Les derniers chiffres d’inflation américains, publiés la semaine dernière pour le mois de janvier, sont ressortis au-dessus des attentes et sont venus doucher les espoirs de ceux qui anticipaient une progression annuelle de l’indice des prix inférieure à 3%, soit les niveaux (déjà) de mars 2021. Ces chiffres ont fait ressurgir le débat sur la difficulté du « dernier kilomètre » (i.e. la dernière phase de baisse de l’inflation vers la cible des 2%). Si ces derniers semblent donner raison à cette théorie, la dynamique baissière de l’inflation étant clairement moins prononcée sur les derniers mois, ce narratif, très présent dans le discours des banques centrales, apparaît néanmoins contesté par certaines études économiques et certains banquiers centraux eux-mêmes. C’est par exemple le cas de François Villeroy de Galhau, Gouverneur de la Banque de France, qui ne considère pas que « la dernière ligne droite soit, par nature, plus difficile. La désinflation peut y être un peu plus lente mais ceci ne signifie pas un "dernier kilomètre" plus aléatoire ou plus ardu ». Ainsi, après une première phase de baisse très rapide de l’inflation, plus rapide que lors des précédents cycles, due notamment à des effets de base importants, le « dernier kilomètre » ne serait pas plus compliqué mais simplement plus long. Patience est donc mère de toutes les vertus. Malheureusement, les marchés financiers ne sont pas patients … ou vertueux (ou les deux).

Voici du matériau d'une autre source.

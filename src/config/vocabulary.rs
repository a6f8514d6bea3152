// Copyright (C) 2026 Michael Wilson <mike@mdwn.dev>
//
// This program is free software: you can redistribute it and/or modify it under
// the terms of the GNU General Public License as published by the Free Software
// Foundation, version 3.
//
// This program is distributed in the hope that it will be useful, but WITHOUT
// ANY WARRANTY; without even the implied warranty of MERCHANTABILITY or FITNESS
// FOR A PARTICULAR PURPOSE. See the GNU General Public License for more details.
//
// You should have received a copy of the GNU General Public License along with
// this program. If not, see <https://www.gnu.org/licenses/>.
//
use std::{collections::HashSet, path::Path};

use config::{Config, File};
use serde::Deserialize;

use super::ConfigError;
use crate::{clip::ClipId, vocabulary::VocabularyItem};

/// A YAML representation of a vocabulary file.
#[derive(Deserialize, Clone, Debug)]
pub struct Vocabulary {
    /// The categories, in display order.
    categories: Vec<Category>,
}

/// A named group of vocabulary items.
#[derive(Deserialize, Clone, Debug)]
pub struct Category {
    name: String,
    items: Vec<Item>,
}

/// A single word.
#[derive(Deserialize, Clone, Debug)]
pub struct Item {
    /// The word in the target language.
    urdu: String,
    /// The English meaning.
    english: String,
    /// The pronunciation clip.
    clip: String,
}

impl Vocabulary {
    /// Parse a vocabulary from a YAML file.
    pub fn deserialize(path: &Path) -> Result<Vocabulary, ConfigError> {
        Ok(Config::builder()
            .add_source(File::from(path))
            .build()?
            .try_deserialize::<Vocabulary>()?)
    }

    /// Converts the configuration into a vocabulary, checking that category names are unique
    /// and that every item names a clip.
    pub fn to_vocabulary(&self) -> Result<crate::vocabulary::Vocabulary, ConfigError> {
        let mut names = HashSet::new();
        let mut categories = Vec::with_capacity(self.categories.len());
        for category in &self.categories {
            if !names.insert(category.name.as_str()) {
                return Err(ConfigError::Invalid(format!(
                    "duplicate vocabulary category {}",
                    category.name
                )));
            }

            let items = category
                .items
                .iter()
                .map(|item| {
                    if item.clip.trim().is_empty() {
                        return Err(ConfigError::Invalid(format!(
                            "vocabulary item {} in {} has no clip",
                            item.english, category.name
                        )));
                    }
                    Ok(VocabularyItem::new(
                        &item.urdu,
                        &item.english,
                        ClipId::new(item.clip.clone()),
                    ))
                })
                .collect::<Result<Vec<VocabularyItem>, ConfigError>>()?;
            categories.push((category.name.clone(), items));
        }

        Ok(crate::vocabulary::Vocabulary::new(categories))
    }
}

#[cfg(test)]
mod test {
    use std::error::Error;

    use config::{Config, File, FileFormat};

    use super::Vocabulary;

    fn parse(yaml: &str) -> Result<Vocabulary, Box<dyn Error>> {
        Ok(Config::builder()
            .add_source(File::from_str(yaml, FileFormat::Yaml))
            .build()?
            .try_deserialize::<Vocabulary>()?)
    }

    #[test]
    fn test_to_vocabulary() -> Result<(), Box<dyn Error>> {
        let vocabulary = parse(
            r#"
            categories:
              - name: basics
                items:
                  - urdu: "پانی"
                    english: Water
                    clip: pani.mp3
                  - urdu: "کتاب"
                    english: Book
                    clip: kitab.mp3
              - name: people
                items:
                  - urdu: "دوست"
                    english: Friend
                    clip: dost.mp3
            "#,
        )?
        .to_vocabulary()?;

        assert_eq!(vec!["basics", "people"], vocabulary.categories());
        let basics = vocabulary.category("basics").expect("basics should exist");
        assert_eq!(2, basics.len());
        assert_eq!("Water", basics[0].english());
        assert_eq!("پانی", basics[0].urdu());
        assert_eq!("pani.mp3", basics[0].clip().as_str());
        assert_eq!(3, vocabulary.len());
        Ok(())
    }

    #[test]
    fn test_duplicate_category() -> Result<(), Box<dyn Error>> {
        let vocabulary = parse(
            r#"
            categories:
              - name: basics
                items:
                  - urdu: "پانی"
                    english: Water
                    clip: pani.mp3
              - name: basics
                items:
                  - urdu: "کتاب"
                    english: Book
                    clip: kitab.mp3
            "#,
        )?;
        assert!(vocabulary.to_vocabulary().is_err());
        Ok(())
    }

    #[test]
    fn test_missing_clip() -> Result<(), Box<dyn Error>> {
        let vocabulary = parse(
            r#"
            categories:
              - name: basics
                items:
                  - urdu: "پانی"
                    english: Water
                    clip: ""
            "#,
        )?;
        assert!(vocabulary.to_vocabulary().is_err());
        Ok(())
    }
}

Dans le détail, les prix à la consommation américains ont connu une progression mensuelle pour les indices global et core de respectivement +0.3% et +0.4% soit des variations en rythme annualisé de +3.1% (contre +3.4% en décembre) et +3.9% (inchangée sur le mois). Si les prix dans l’alimentaire restent dynamiques, notamment sur l’alimentation hors domicile (+0.5% sur le mois et +5.1% sur 1 an), l’inflation reste globalement concentrée sur le « noyau dur » et plus particulièrement les loyers qui représentent quasiment deux tiers de l’indice. La progression des prix y reste importante (plus de 6% en annualisée) et, même si le point d’inflexion est acté depuis maintenant mars 2023, le décalage avec la baisse des prix de l’immobilier est clairement plus long qu’escompté. Cet écart est d’autant plus troublant que les indices « en temps réel » sur les loyers sont plutôt à l’équilibre voire négatifs en variation mensuelle. Par ailleurs, les loyers ne doivent pas totalement cacher les autres foyers inflationnistes, l’évolution des prix dans les services (hors loyers) reste, en effet, encore importante à +3.6% et en accélération sur le mois. Néanmoins, les indices Trimmed-mean de la Fed de Cleveland, qui excluent les variations les plus hautes et les plus basses font toujours état d’une baisse des pressions inflationnistes.
Comme nous l’avons mentionné dans notre dernier rendez-vous du lundi, pour le moment, seuls les taux d'intérêt intègrent moins de baisse de taux directeurs pour cette année. Ainsi, les marchés actions restent, à ce stade, insensibles au contexte sur les taux et le marché du crédit est, quant à lui, tout simplement atone avec des spreads qui établissent de nouveaux plus bas depuis presque 2 ans et le début de la guerre en Ukraine.
« Pourvu que ça dure ! » comme le disait un regretté humoriste breton.